Hajat Manusia Terhadap Tafsir
Al-Qur’an yang diturunkan dalam tempo 22 tahun 2 bulan 22 hari dan berisi 5 (lima) prinsip pokok ajaran, yaitu : (1) ibadah, (2) tauhid, (3) janji dan ancaman, (4) hukum-hukum dan peraturan-peraturan, serta (5) ceritera mengenai Nabi-Nabi terdahulu (Depag RI : 1984 : 68), tidak akan dapat merangkum semua kasus yang timbul di permukaan bumi ini, karena sesudah wafat Rasulullah ayat-ayatnya tidak bertambah lagi, begitupula dengan hadits rasulullah. Namun demikian, al-Qur’an sebagai kitab suci mengandung pokok-pokok ajaran yang cukup potensial untuk dikembangkan sesuai dengan tuntutan tempat dan zaman.
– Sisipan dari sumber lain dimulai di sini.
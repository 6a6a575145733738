//! `EqualizerPreset` — a named ten-band EQ curve independent of any zone.

use crate::model::equalizer::EqualizerBands;
use crate::model::identifier::Identifier;
use crate::model::name::Name;

/// Maximum number of equalizer presets.
pub const EQUALIZER_PRESET_MAX: Identifier = 10;

#[derive(Debug, Clone, serde::Serialize, serde::Deserialize)]
pub struct EqualizerPreset {
    id: Identifier,
    name: Name,
    bands: EqualizerBands,
}

impl EqualizerPreset {
    pub fn new(id: Identifier) -> Self {
        Self {
            id,
            name: Name::new(format!("EQ Preset Name {id}")).expect("generated name fits"),
            bands: EqualizerBands::default(),
        }
    }

    pub fn id(&self) -> Identifier {
        self.id
    }

    pub fn name(&self) -> &Name {
        &self.name
    }

    pub fn name_mut(&mut self) -> &mut Name {
        &mut self.name
    }

    pub fn bands(&self) -> &EqualizerBands {
        &self.bands
    }

    pub fn bands_mut(&mut self) -> &mut EqualizerBands {
        &mut self.bands
    }
}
Oleh karena itu, untuk menjawab kasus-kasus tersebut, diperlukan interpretasi dan ijtihad dari para mufassir, agar al-Qur’an tetap aktual dan dapat diaplikasikaskan di tengah-tengah masyarakat sebagai kitab suci yang menjadi pedoman hidup di dunia menuju kebahagiaan di akhirat. Karena sesuatu yang terbatas jumlahnya tidaklah ia akan dapat menjawab dan merangkum semua permasalahan yang tidak terbatas dan cukup komplek. Oleh karena itu al-Sahrastani dalam al-Milal wa al-Nihal (t.t. : 200) mengungkapkan hal itu sebagai benikut :
وبالجملـة نعلم قطـعا ويقـيـنا أن الحـوادث والـوقائـع فى العبادات والتصــرفات مما لا يقـبل الحصــر والـعـد, ونعـلم قطـعا أيضا انه لم يرد فى كل حـادثة نـص ولا يـتـصـور ذلك أيـضا, والنصـوص اذا كانت متـناهيـة والـوقائع غـير متـناهيـة وما لا يـتـناها لا يظـبـطـه ما يتـناهى , علـم قطـعا أن الاجـتهاد والقـياس واجب الاعـتبار حتى يكـون بصـدد كل حادثة اجـتهاد
Artinya : Secara keseluruhan, kita dapat mengetahui dengan pasti dan yakin, bahwa semua peristiwa dan kejadian, baik dalam bidang ibadat maupun rnu’amalat, tidak terbatas dan tidak terhingga jumlahnya. Di samping itu kita meyakini pula, bahwa tidaklah setiap peristiwa itu ada nashnya. Apabila nash terbatas sedangkan peristiwa dan kasus tidak terbatas, maka sudah barang pasti nash tursebut tidak akan dapat meliputnya. Dengan demikian kita dapat meyakinkan, bahwa ijtihad dan qiyas sangat diperlukan, sehingga setiap kasus dapat ditanggulangi dan diselesaikan dengan ijtihad. (tafsir/interpretasi)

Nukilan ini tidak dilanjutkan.